第二步: 补全metric值,给获取不到metric值的pod赋值。 这里hpa会查看集群状态,发现deployA 下有俩个pod,A1,A2。并且这两个pod的metric值都获取到了。 这个时候就不用补全。(下面例子就介绍需要补全metric的情况)

第三步: 开始计算

(1)计算 平均pod metric值和 target的比例。也可以叫扩容比例系数

  ratio = (A1+A2)/(2*target) = (50+100)/120 = 1.25

按理说不用再除target值,直接(50+100)/2=75,然后拿75和60比就行。 75比60大就应该扩容。

这里使用系数表示主要有俩个原因:

  • 有容忍度的概念,使用比例方便和计算是否超出了容忍度
  • 用于扩缩容计算

(2)判断是否超过容忍度

这里 1.25-1 > 0.1(默认容忍度)。 因此这种情况是需要扩容的。

这里就体现了容忍度的作用。有了容忍度, 平均metric需要大于 66才会扩容(60*1.1)

(3)计算真正的副本数量

向上取整: 扩容比例系数*当前的副本数

这里就是: 1.25*2 = 2.5 , 取整后就是3。


3.3 场景2

和场景1不同在于:由于某件原因,导致 monitor-adaptor往hpa发送的时候,只有 A1=20。 A2的数据丢失。
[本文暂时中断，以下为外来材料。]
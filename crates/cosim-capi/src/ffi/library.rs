//! Logging and version queries.

use std::ffi::c_int;

use crate::boundary::{self, call};
use crate::logging;
use crate::marshal::log_severity;
use crate::types::CosimVersion;

/// Log to stderr.  Returns 0 on success, -1 if another logger is installed.
#[unsafe(no_mangle)]
pub extern "C" fn cosim_log_setup_simple_console_logging() -> c_int {
    boundary::status(logging::setup_simple_console_logging)
}

/// Set the output level (a `cosim_log_severity_level`).  An unknown level is
/// recorded in the error channel and otherwise ignored.
#[unsafe(no_mangle)]
pub extern "C" fn cosim_log_set_output_level(level: c_int) {
    call((), || logging::set_output_level(log_severity(level)?));
}

/// Version of the engine library.
#[unsafe(no_mangle)]
pub extern "C" fn cosim_libcosim_version() -> CosimVersion {
    cosim_engine::version().into()
}

/// Version of this C library.
#[unsafe(no_mangle)]
pub extern "C" fn cosim_libcosimc_version() -> CosimVersion {
    let part = |s: &str| s.parse::<u32>().unwrap_or(0);
    CosimVersion::from((
        part(env!("CARGO_PKG_VERSION_MAJOR")),
        part(env!("CARGO_PKG_VERSION_MINOR")),
        part(env!("CARGO_PKG_VERSION_PATCH")),
    ))
}
//! Conversion between engine values and their C representations.

use std::cell::RefCell;
use std::ffi::{CString, c_char, c_int};

use cosim_core::{
    Causality, CosimError, CosimResult, Variability, VariableDescription, VariableId, VariableType,
};

use crate::error_channel::to_c_string;
use crate::types::{
    CosimCausality, CosimExecutionState, CosimLogSeverity, CosimVariability, CosimVariableDescription,
    CosimVariableId, CosimVariableType,
};

// ── Enumerations ─────────────────────────────────────────────────────────────

pub fn variable_type(raw: c_int) -> CosimResult<VariableType> {
    Ok(match raw {
        r if r == CosimVariableType::Real as c_int    => VariableType::Real,
        r if r == CosimVariableType::Integer as c_int => VariableType::Integer,
        r if r == CosimVariableType::String as c_int  => VariableType::String,
        r if r == CosimVariableType::Boolean as c_int => VariableType::Boolean,
        _ => return Err(CosimError::InvalidArgument("Variable type not supported".into())),
    })
}

pub fn variable_type_to_c(kind: VariableType) -> CosimVariableType {
    match kind {
        VariableType::Real    => CosimVariableType::Real,
        VariableType::Integer => CosimVariableType::Integer,
        VariableType::String  => CosimVariableType::String,
        VariableType::Boolean => CosimVariableType::Boolean,
    }
}

pub fn causality_to_c(causality: Causality) -> CosimCausality {
    match causality {
        Causality::Input               => CosimCausality::Input,
        Causality::Parameter           => CosimCausality::Parameter,
        Causality::Output              => CosimCausality::Output,
        Causality::CalculatedParameter => CosimCausality::CalculatedParameter,
        Causality::Local               => CosimCausality::Local,
        Causality::Independent         => CosimCausality::Independent,
    }
}

pub fn variability_to_c(variability: Variability) -> CosimVariability {
    match variability {
        Variability::Constant   => CosimVariability::Constant,
        Variability::Fixed      => CosimVariability::Fixed,
        Variability::Tunable    => CosimVariability::Tunable,
        Variability::Discrete   => CosimVariability::Discrete,
        Variability::Continuous => CosimVariability::Continuous,
    }
}

pub fn execution_state(raw: u8) -> CosimExecutionState {
    match raw {
        0 => CosimExecutionState::Stopped,
        1 => CosimExecutionState::Running,
        _ => CosimExecutionState::Error,
    }
}

pub fn log_severity(raw: c_int) -> CosimResult<CosimLogSeverity> {
    [
        CosimLogSeverity::Trace,
        CosimLogSeverity::Debug,
        CosimLogSeverity::Info,
        CosimLogSeverity::Warning,
        CosimLogSeverity::Error,
        CosimLogSeverity::Fatal,
    ]
    .into_iter()
    .find(|level| *level as c_int == raw)
    .ok_or_else(|| CosimError::InvalidArgument(format!("unknown log severity level {raw}")))
}

// ── Structs ──────────────────────────────────────────────────────────────────

/// Copy `name` into a fixed-size C buffer, truncating on a character
/// boundary and always NUL-terminating.
pub fn write_name(dest: &mut [c_char], name: &str) {
    let Some(capacity) = dest.len().checked_sub(1) else {
        return;
    };
    let mut end = name.len().min(capacity);
    while !name.is_char_boundary(end) {
        end -= 1;
    }
    for (d, b) in dest.iter_mut().zip(&name.as_bytes()[..end]) {
        *d = *b as c_char;
    }
    dest[end] = 0;
}

/// Text of a NUL-terminated C buffer.
pub fn read_name(src: &[c_char]) -> String {
    let bytes: Vec<u8> = src.iter().take_while(|&&c| c != 0).map(|&c| c as u8).collect();
    String::from_utf8_lossy(&bytes).into_owned()
}

pub fn describe(variable: &VariableDescription) -> CosimVariableDescription {
    let mut out = CosimVariableDescription::EMPTY;
    write_name(&mut out.name, &variable.name);
    out.reference = variable.reference.0;
    out.type_ = variable_type_to_c(variable.kind) as c_int;
    out.causality = causality_to_c(variable.causality) as c_int;
    out.variability = variability_to_c(variable.variability) as c_int;
    out
}

pub fn variable_id_to_c(id: VariableId) -> CosimVariableId {
    CosimVariableId {
        slave_index:     id.slave.0,
        type_:           variable_type_to_c(id.kind) as c_int,
        value_reference: id.reference.0,
    }
}

/// Clamp a count into the `int` a C caller receives.
pub fn count(n: usize) -> c_int {
    c_int::try_from(n).unwrap_or(c_int::MAX)
}

// ── String scratch buffer ────────────────────────────────────────────────────

thread_local! {
    static STRING_BUFFER: RefCell<Vec<CString>> = const { RefCell::new(Vec::new()) };
}

/// Replace this thread's string buffer with `values` and write a pointer to
/// each into `out`.  The pointers stay valid until the next call on this
/// thread.
pub fn stash_strings(values: Vec<String>, out: &mut [*const c_char]) {
    STRING_BUFFER.with_borrow_mut(|buffer| {
        *buffer = values.into_iter().map(to_c_string).collect();
        for (slot, value) in out.iter_mut().zip(buffer.iter()) {
            *slot = value.as_ptr();
        }
    });
}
image-20210616211337218hpa扩容计算步骤:

第一步: 往monitor-adaptor发送请求, 要求获得deployA下所有pod的metric值。 这里收到了 A1=2;

第二步: 补全metric值,给获取不到metric值的pod赋值。 这里hpa会查看集群状态,发现deployA 下有俩个pod,A1,A2。但是这里发现只有A1的值,这个时候hpa就认为A2 有数据,但是获取失败。所以就会给A2自己赋值, 0/target。

赋值逻辑如下: 当 A1 > target的时候,A2=0; 当A1<= target的时候,赋值为 target。

这里由于 A1=2, 比target(60)小,所以最终hpa计算时:

A1=2; A2=60; target=60;

第三步: 开始计算

(1)计算 平均pod metric值和 target的比例。也可以叫扩容比例系数

  ratio = (A1+A2)/(2*target) = (2+60)/120 = 0.517

(2)判断是否超过容忍度

这里 1-0.517 > 0.1(默认容忍度)。 因此这种情况是需要缩容的。

(3)计算真正的副本数量

向上取整: 扩容比例系数*当前的副本数(这里就是metric数量,A1,A2)

对应就是: 0.517*2 = 1.034 , 取整后就是2。


4. 总结

(1)hpa可以设置多个metric。当有多个metric时,谁算出来的副本值最大,取谁的值

(2)针对具体的metric而言(这里是以pods这种为例),首先获得用户定义的hpa指标。比如最大值,最小值,阈值等。

这里有一个点在于。阈值乘以了1000用于计算。

(3)获取metric的值,这里是使用了自定义rest服务。hpa只要发送rest请求,就有数据。这种情况非常适用于公司使用自己的监控数据做扩缩容。 注意:这里每个值也乘以了1000。这样和阈值就是相互抵消了。

(4)利用公式计算期望值。 期望值*X <= 当前pod所有的metric值。X取小的正整数。具体逻辑可以看上文的计算过程。